Camminano in silenzio uno dietro l'altro, con il ninja medico a chiudere la fila e sua sorella a precederlo
nel mezzo; Kakashi li ha distanziati di qualche passo, avanzando sveltamente nell'erba folta.
Se Yoru, la ragazza, nel presentarsi ha abbozzato un inchino con uno sfoggio di sommaria formalità,
sorridendo con quella che sembra una contentezza sincera, Kurai si è limitato ad assentire brevemente alle
parole della sorella.
Lei - lui? - loro sono qualche centimetro più bassi di Kakashi, con i capelli neri raccolti in un
ciuffo morbido sul lato sinistro della testa e visi sottili e perfettamente, completamente,
inequivocabilmente identici.
Hanno gli stessi vestiti, la stessa veste bruna, gli stessi calzoni scuri. Hanno le stesse fasce sulle
braccia, le stesse sacche alla cintura, lo stesso coprifronte con la foglia annodato attorno al collo. I
lineamenti sono gli stessi, la corporatura è la stessa. Stanno tanto vicini l'uno all'altra che le braccia
si sfiorano. Parlano, gesticolano, si muovono in simbiosi: si completano i gesti a vicenda senza nemmeno
guardarsi ed è, be', inquietante.
Sono stati assegnati come squadra a Kakashi perché sono nati ai confini tra il Paese del Fuoco e le terre
di Kusa, e conoscono la zona molto meglio di altri. Per il resto, di loro Kakashi sa solo che Yoru è stata
promossa chunin da meno di un mese e che suo fratello è un bravo medico. Yoru - che si è rivelata
una compagnia straordinariamente ciarliera - gli ha spiegato che in genere li mandano insieme ovunque - per
qualcosa che ha a che fare con la distribuzione del chakra, Kakashi non ha ben compreso: ha annuito
educatamente per tutto il tempo, senza curarsi in realtà di registrare nulla dopo la trececentoventunesima
informazione superflua giunta in un minuto netto.
Ha sorriso di fronte alle chiacchiere di Yoru e di fronte all'atteggiamento neanche troppo vagamente
indisponente di Kurai, con il sorriso ad alzare i bordi della maschera e l'occhio, il solo visibile, che si
chiude, il capo piegato su una spalla.
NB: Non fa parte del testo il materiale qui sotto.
//! Cell Ensemble - model selection and ensembling for binary cell classification
//!
//! This crate picks, retrains and combines classifiers for a heavily
//! imbalanced binary task scored by the joint-label rule
//! `(a0 · a1) / (n0 · n1)`:
//! - Nested cross-validated search over model kind × loss set × hyperparameters
//! - Deterministic top-K retention of distinct configurations
//! - Two-phase retraining (validate, then refit on train ∪ validation)
//! - Thresholded (≥ 0.70) per-model decisions combined by majority vote
//!
//! # Modules
//!
//! ## Core
//! - [`scoring`] - Joint-label score and reports
//! - [`search`] - Search space, samplers, trial runner, nested optimizer
//! - [`ensemble`] - Top-K selection and majority-vote inference
//! - [`retrain`] - Validate/finalize lifecycle
//!
//! ## Supporting
//! - [`config`] - Configurations and pipeline settings
//! - [`data`] - Labelled datasets, stratified holdout, CSV loading
//! - [`training`] - Trainable-model capability, cross-validation, linear probe
//! - [`registry`] - Persisted deployment records and artifacts
//! - [`pipeline`] - End-to-end orchestration
//!
//! ## Services
//! - [`cli`] - Command-line interface

// Core error handling
pub mod error;

// Core
pub mod scoring;
pub mod search;
pub mod ensemble;
pub mod retrain;

// Supporting
pub mod config;
pub mod data;
pub mod training;
pub mod registry;
pub mod pipeline;

// Services
pub mod cli;

pub use error::{PipelineError, Result, TrainingFailure};

/// Re-export commonly used types
pub mod prelude {
    // Error handling
    pub use crate::error::{PipelineError, Result, TrainingFailure};

    // Configuration
    pub use crate::config::{
        Configuration, Hyperparameters, LossTerm, ModelKind, PipelineConfig, WeightedLoss,
        DEFAULT_DECISION_THRESHOLD, DEFAULT_ENSEMBLE_SIZE,
    };

    // Data
    pub use crate::data::{Dataset, FeatureTable};

    // Scoring
    pub use crate::scoring::{ScoreReport, ScoringEngine};

    // Training
    pub use crate::training::{LinearProbe, ProbabilityModel, TrainableModel};

    // Search
    pub use crate::search::{CancelToken, NestedSearchOptimizer, SamplerType, SearchReport, SearchSpace, TrialRunner};

    // Ensemble
    pub use crate::ensemble::{EnsemblePredictor, EnsembleSelector, PredictionSample, RankedCandidate, ScoreAggregation};

    // Retraining
    pub use crate::retrain::{DeploymentModel, ModelRetrainer, Stage};

    // Registry
    pub use crate::registry::DeploymentRegistry;

    // Pipeline
    pub use crate::pipeline::{PipelineOutcome, SelectionPipeline};
}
Non è sicuro che risulti del tutto naturale, ma è quanto di meglio
riesce a produrre al momento.
E' strano sorridere loro - non gliene importa poi molto né dell'una né dell'altro - quando non sono
passati neanche sei mesi dall'ultima volta che ha visto Obito - Obito al quale non ha mai sorriso - o Rin -
neanche a lei, mai, mai, e magari se le avesse sorriso sarebbe riuscito a toglierle di dosso un poco
di quel peso che sembrava averla schiacciata al ritorno dallo scontro sul ponte.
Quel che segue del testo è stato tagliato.